U.S. Rep. French Hill, R-Little Rock, was critical of President Donald Trump and four fellow Congressional members in the wake of a week-long debate over accusations of racist comments from the president.
A week ago, President Trump singled out four U.S. Congresswomen — Rep. Rashida Tlaib (D-Mich.,) Rep. Ilhan Omar (D-Minn.), Rep. Alexandria Ocasio-Cortez (D-N.Y.) and Rep. Ayanna Pressley (D-Mass.) — saying that they should “go back” to where they came from if they didn’t like America. Tensions over the comments escalated midweek when Trump did little to stop a political rally of supporters who chanted, “Send her back” when he singled out Omar, a Somalia native who has become a naturalized U.S. citizen.
Hill thinks the debate has gotten too personal and expressed his desire for more civil discussion of policy differences.

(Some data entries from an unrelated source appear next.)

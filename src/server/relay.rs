//! Mock Nostr relay
//!
//! A [`MockServer`] whose behavior decodes client messages, keeps
//! subscription bookkeeping, and queues every message for the test to
//! inspect with [`MockRelay::next`].
//!
//! Outbound messages come in two flavours:
//!
//! - `emit_event`, `emit_eose`, `emit_count` and `emit_ok` are routed by id to
//!   whichever clients asked for them, and update the bookkeeping.
//! - `emit_to_all` and `emit_to` send anything to anyone and leave the
//!   bookkeeping alone. Emitting an OK this way does not release the pending
//!   acknowledgement, so a later `emit_ok` for the same event sends a second
//!   OK.

use std::sync::{Arc, Mutex, MutexGuard, PoisonError};
use std::time::Duration;

use crate::error::{Error, Result};
use crate::faker;
use crate::protocol::{ClientMessage, PartialEvent, RelayMessage, WireMessage};
use crate::queue::RendezvousQueue;
use crate::router::{SubscriptionKind, SubscriptionRouter};
use crate::server::config::ServerConfig;
use crate::server::handler::ServerBehavior;
use crate::server::listener::MockServer;
use crate::transport::{MockNetwork, ServerSocket};

/// Server behavior that turns a [`MockServer`] into a relay
#[derive(Debug, Default)]
pub struct RelayBehavior {
    router: Mutex<SubscriptionRouter<ServerSocket>>,
    inbox: RendezvousQueue<ClientMessage>,
}

impl RelayBehavior {
    pub fn new() -> Self {
        Self::default()
    }

    fn router(&self) -> MutexGuard<'_, SubscriptionRouter<ServerSocket>> {
        self.router.lock().unwrap_or_else(PoisonError::into_inner)
    }
}

impl ServerBehavior for RelayBehavior {
    fn on_open(&self, socket: &ServerSocket) {
        self.router().connect(socket.clone());
    }

    fn on_message(&self, socket: &ServerSocket, message: &str) -> Result<()> {
        let message = match ClientMessage::from_json(message) {
            Ok(message) => message,
            Err(e) => {
                tracing::warn!(socket_id = socket.id(), error = %e, "Malformed message from client");
                return Err(Error::Message(e));
            }
        };

        tracing::debug!(socket_id = socket.id(), kind = %message.kind(), "Relay received");

        // Bookkeeping first, so it is current by the time next() resolves
        self.router().observe(socket, &message);
        self.inbox.push(message);
        Ok(())
    }

    fn on_close(&self, socket: &ServerSocket) {
        self.router().disconnect(socket);
    }
}

/// Mock relay bound to a URL on a [`MockNetwork`]
///
/// # Example
/// ```
/// use nostr_relay_mock::{faker, MockClient, MockNetwork, MockRelay, PartialEvent};
///
/// # async fn example() -> nostr_relay_mock::Result<()> {
/// let network = MockNetwork::new();
/// let relay = MockRelay::bind(&network, "ws://relay.test")?;
/// let client = MockClient::connect(&network, "ws://relay.test")?;
///
/// client.send(&faker::to_relay::req("sub"))?;
/// relay.next().await?;
///
/// relay.emit_event("sub", PartialEvent::new().content("hello"));
/// let delivered = client.next().await?;
/// assert_eq!(delivered.subscription_id(), Some("sub"));
/// # Ok(())
/// # }
/// ```
#[derive(Debug)]
pub struct MockRelay {
    server: Arc<MockServer<RelayBehavior>>,
}

impl MockRelay {
    /// Bind a relay with default settings
    pub fn bind(network: &MockNetwork, url: &str) -> Result<Self> {
        Self::with_config(network, ServerConfig::with_url(url))
    }

    /// Bind a relay with custom configuration
    pub fn with_config(network: &MockNetwork, config: ServerConfig) -> Result<Self> {
        let server = MockServer::bind(network, config, RelayBehavior::new())?;
        Ok(Self { server })
    }

    /// The underlying server
    pub fn server(&self) -> &Arc<MockServer<RelayBehavior>> {
        &self.server
    }

    pub fn url(&self) -> &str {
        self.server.url()
    }

    /// Next message from any client, waiting up to the configured timeout
    pub async fn next(&self) -> Result<ClientMessage> {
        self.next_with_timeout(self.server.config().request_timeout)
            .await
    }

    pub async fn next_with_timeout(&self, timeout: Duration) -> Result<ClientMessage> {
        self.inbox()
            .request(timeout)
            .await
            .map_err(|e| Error::from_queue(e, "waiting for the next client message"))
    }

    /// Next `count` messages in arrival order, sharing one deadline
    pub async fn nexts(&self, count: usize) -> Result<Vec<ClientMessage>> {
        self.nexts_with_timeout(count, self.server.config().request_timeout)
            .await
    }

    pub async fn nexts_with_timeout(
        &self,
        count: usize,
        timeout: Duration,
    ) -> Result<Vec<ClientMessage>> {
        self.inbox()
            .request_n(count, timeout)
            .await
            .map_err(|e| Error::from_queue(e, "waiting for client messages"))
    }

    /// Wait for `count` clients to connect
    pub async fn wait_connected(&self, count: usize) -> Result<Vec<ServerSocket>> {
        self.server.wait_connected(count).await
    }

    /// The `index`th client to connect (zero-based)
    pub async fn socket(&self, index: usize) -> Result<ServerSocket> {
        self.server.socket(index).await
    }

    /// Send anything to every connected client, bypassing bookkeeping
    ///
    /// Returns the text that was sent.
    pub fn emit_to_all(&self, message: impl Into<WireMessage>) -> String {
        let text = message.into().into_text();
        let peers = self.behavior().router().peers().to_vec();

        tracing::debug!(recipients = peers.len(), "Raw emit to all");
        for socket in &peers {
            socket.send(text.as_str());
        }
        text
    }

    /// Send anything to one client, bypassing bookkeeping
    pub fn emit_to(&self, message: impl Into<WireMessage>, socket: &ServerSocket) -> String {
        let text = message.into().into_text();
        tracing::debug!(socket_id = socket.id(), "Raw emit");
        socket.send(text.as_str());
        text
    }

    /// Deliver an event to every client subscribed under `subscription_id`
    ///
    /// Subscriptions stay open.
    pub fn emit_event(
        &self,
        subscription_id: &str,
        event: impl Into<PartialEvent>,
    ) -> RelayMessage {
        let message = faker::to_client::event(subscription_id, event);
        let recipients = self.behavior().router().stream_recipients(subscription_id);
        self.fan_out(&message, &recipients);
        message
    }

    /// Send EOSE to every client subscribed under `subscription_id`
    ///
    /// EOSE does not close the subscription.
    pub fn emit_eose(&self, subscription_id: &str) -> RelayMessage {
        let message = faker::to_client::eose(subscription_id);
        let recipients = self.behavior().router().stream_recipients(subscription_id);
        self.fan_out(&message, &recipients);
        message
    }

    /// Answer every outstanding COUNT query under `subscription_id`
    ///
    /// Each query is answered once; repeating the call reaches nobody.
    /// `count` defaults to 0.
    pub fn emit_count(&self, subscription_id: &str, count: Option<u64>) -> RelayMessage {
        let message = faker::to_client::count(subscription_id, count.unwrap_or(0));
        let recipients = self
            .behavior()
            .router()
            .take_count_recipients(subscription_id);
        self.fan_out(&message, &recipients);
        message
    }

    /// Acknowledge `event_id` to every client that submitted it
    ///
    /// Each submission is acknowledged once. `message` defaults to `"*"`.
    pub fn emit_ok(&self, event_id: &str, accepted: bool, message: Option<&str>) -> RelayMessage {
        let message = faker::to_client::ok(event_id, accepted, message);
        let recipients = self.behavior().router().take_ack_recipients(event_id);
        self.fan_out(&message, &recipients);
        message
    }

    /// Ids a client currently holds for one kind of subscription
    pub fn subscriptions(&self, socket: &ServerSocket, kind: SubscriptionKind) -> Vec<String> {
        self.behavior().router().subscriptions(socket, kind)
    }

    /// Fail every connection with `reason`
    pub fn error(&self, reason: &str) {
        self.server.error(reason);
    }

    /// Disconnect every client, release the URL, and fail pending `next()`
    /// calls with a disposed error
    pub fn close(&self) {
        self.server.close();
        self.inbox().dispose();
    }

    pub(crate) fn inbox(&self) -> &RendezvousQueue<ClientMessage> {
        &self.behavior().inbox
    }

    fn behavior(&self) -> &RelayBehavior {
        self.server.behavior()
    }

    fn fan_out(&self, message: &RelayMessage, recipients: &[ServerSocket]) {
        tracing::debug!(
            kind = %message.kind(),
            sub_id = message.subscription_id().unwrap_or(""),
            recipients = recipients.len(),
            "Relay emit"
        );
        for socket in recipients {
            socket.send(message);
        }
    }
}

impl Drop for MockRelay {
    fn drop(&mut self) {
        self.close();
    }
}

#[cfg(test)]
mod tests {
    use super::*;
    use crate::protocol::MessageError;
    use crate::transport::ClientSocket;

    const URL: &str = "ws://relay.test";

    /// Connect a raw client that records everything it receives
    fn raw_client(network: &MockNetwork) -> (ClientSocket, Arc<Mutex<Vec<String>>>) {
        let client = network.connect(URL).unwrap();
        let received = Arc::new(Mutex::new(Vec::new()));
        let sink = Arc::clone(&received);
        client.on_message(move |text| sink.lock().unwrap().push(text.to_string()));
        (client, received)
    }

    #[tokio::test]
    async fn test_next_returns_decoded_messages() {
        let network = MockNetwork::new();
        let relay = MockRelay::bind(&network, URL).unwrap();
        let (client, _) = raw_client(&network);

        client.send(r#"["REQ","sub",{"kinds":[1]}]"#).unwrap();
        client.send(r#"["CLOSE","sub"]"#).unwrap();

        assert_eq!(relay.next().await.unwrap().subscription_id(), Some("sub"));
        assert_eq!(relay.next().await.unwrap(), faker::to_relay::close("sub"));
    }

    #[tokio::test]
    async fn test_malformed_input_is_rejected() {
        let network = MockNetwork::new();
        let relay = MockRelay::bind(&network, URL).unwrap();
        let (client, _) = raw_client(&network);

        let err = client.send(r#"{"not":"an array"}"#).unwrap_err();
        assert!(matches!(err, Error::Message(MessageError::InvalidFormat(_))));
        assert!(relay.inbox().is_empty());
    }

    #[tokio::test]
    async fn test_routing_and_one_shot_replies() {
        let network = MockNetwork::new();
        let relay = MockRelay::bind(&network, URL).unwrap();
        let (client, received) = raw_client(&network);

        client.send(&faker::to_relay::req("s")).unwrap();
        client.send(&faker::to_relay::count("c")).unwrap();
        client.send(&faker::to_relay::event(PartialEvent::new().id("e"))).unwrap();

        relay.emit_event("s", PartialEvent::new());
        relay.emit_eose("s");
        relay.emit_count("c", Some(5));
        relay.emit_count("c", Some(6));
        relay.emit_ok("e", true, None);
        relay.emit_ok("e", true, None);
        relay.emit_event("other", PartialEvent::new());

        let received = received.lock().unwrap().clone();
        assert_eq!(received.len(), 4);
        assert!(received[0].starts_with(r#"["EVENT","s","#));
        assert_eq!(received[1], r#"["EOSE","s"]"#);
        assert_eq!(received[2], r#"["COUNT","c",{"count":5}]"#);
        assert_eq!(received[3], r#"["OK","e",true,"*"]"#);
    }

    #[tokio::test]
    async fn test_count_defaults_to_zero() {
        let network = MockNetwork::new();
        let relay = MockRelay::bind(&network, URL).unwrap();
        let (client, received) = raw_client(&network);

        client.send(&faker::to_relay::count("c")).unwrap();
        let sent = relay.emit_count("c", None);

        assert_eq!(sent, faker::to_client::count("c", 0));
        assert_eq!(
            *received.lock().unwrap(),
            vec![r#"["COUNT","c",{"count":0}]"#.to_string()]
        );
    }

    #[tokio::test]
    async fn test_raw_emit_leaves_bookkeeping() {
        let network = MockNetwork::new();
        let relay = MockRelay::bind(&network, URL).unwrap();
        let (client, received) = raw_client(&network);

        client.send(&faker::to_relay::event(PartialEvent::new().id("e"))).unwrap();
        let socket = relay.socket(0).await.unwrap();

        let sent = relay.emit_to(&faker::to_client::ok("e", true, None), &socket);
        assert_eq!(sent, r#"["OK","e",true,"*"]"#);
        assert_eq!(
            relay.subscriptions(&socket, SubscriptionKind::PendingAck),
            vec!["e".to_string()]
        );

        // The tracked emit still fires: a duplicate OK
        relay.emit_ok("e", true, None);
        assert_eq!(received.lock().unwrap().len(), 2);

        assert_eq!(relay.emit_to_all("plain text"), "plain text");
        assert_eq!(received.lock().unwrap()[2], "plain text");
    }

    #[tokio::test]
    async fn test_disconnect_stops_delivery() {
        let network = MockNetwork::new();
        let relay = MockRelay::bind(&network, URL).unwrap();
        let (client, received) = raw_client(&network);

        client.send(&faker::to_relay::req("s")).unwrap();
        client.close();

        relay.emit_event("s", PartialEvent::new());
        assert!(received.lock().unwrap().is_empty());
        assert!(!relay.server().sockets()[0].is_open());
    }

    #[tokio::test]
    async fn test_close_disposes_pending_next() {
        let network = MockNetwork::new();
        let relay = Arc::new(MockRelay::bind(&network, URL).unwrap());

        let waiting = {
            let relay = Arc::clone(&relay);
            tokio::spawn(async move { relay.next_with_timeout(Duration::from_secs(60)).await })
        };
        tokio::task::yield_now().await;
        while relay.inbox().pending_requests() == 0 {
            tokio::task::yield_now().await;
        }

        relay.close();
        let err = waiting.await.unwrap().unwrap_err();
        assert!(err.is_disposed());
        assert!(!network.is_bound(URL));
    }

    #[tokio::test(start_paused = true)]
    async fn test_next_times_out() {
        let network = MockNetwork::new();
        let relay = MockRelay::with_config(
            &network,
            ServerConfig::with_url(URL).request_timeout(Duration::from_millis(50)),
        )
        .unwrap();

        let err = relay.next().await.unwrap_err();
        assert!(err.is_timeout());
        assert!(matches!(err, Error::Timeout { timeout, .. } if timeout == Duration::from_millis(50)));
    }
}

“I’m tired of the social media outrage on both sides. Things that the president says and that other elected officials are saying, including these four new members of Congress, who are ‘justice Democrats or socialists,’ however they describe themselves. They’re out there saying provocative outrageous things too,” Hill said. “I think we need to tone it down, focus on policy.”
“I thought the president shouldn’t have said, you know, ‘go back.’ I thought that was inappropriate. It seemed to me ill-informed, since three of the four are Native Americans. So I don’t think it’s the way to conduct affairs. I think he should push back against their policies, some of the things they’ve said. Donald Trump’s a fighter. I appreciate the fight. But I think we can do it without the inappropriate name calling aspect of it,” Hill added.
Hill also discussed the growing deficit and national debt. The national debt has topped $22 trillion, up more than 50% from 2010. He was also asked about GOP-led tax cuts, which he supported, that the Congressional Budget Office say have pushed the annual deficit up to $1 trillion this year.
“My take is the debt and deficit are too high. That’s why I called for a vote last year in the last Congress on a Balanced Budget Amendment. I didn’t get enough fellow members of the House to support me on that. It didn’t pass, number one,” he said.
“Number two, the spending cap deal, that President Trump agreed to with Mitch McConnell and the House leadership, Speaker Pelosi, I disagreed with. I thought it was too much over this two-year period. I think it’s a major contributor to the current year deficit that will approach a trillion dollars as you suggest. And finally, in the four and a half years I’ve served in Congress, I’ve been deeply disappointed that we never tackle reforms in any of our mandatory spending programs in the out years or in the short run to let them be managed in a better way, serve the American people but not contribute to these big structural deficits.”
When asked if either party — Republicans or Democrats — have the political will to reduce government spending, Hill said both parties are to blame as well as executive leadership from the White House.
“This problem is being evaded. Under the Obama Administration, as you say, he had a task force to try to tackle this. He didn’t take any of their suggestions, really didn’t, he did meet with them, but he didn’t follow up on it. President Trump has said that he doesn’t consider this a priority. I disagree with both of those positions,” Hill said. “I think we should be collectively on a bipartisan basis, coming up with a structural plan to reduce that structural deficit. And three quarters of the budget, as you know, are these mandatory spending programs that need long-term reforms for the benefit of the American people. We only vote on 25% of federal spending, roughly 1.2 to 1.3 trillion dollars a year, which is what all the fighting is about.”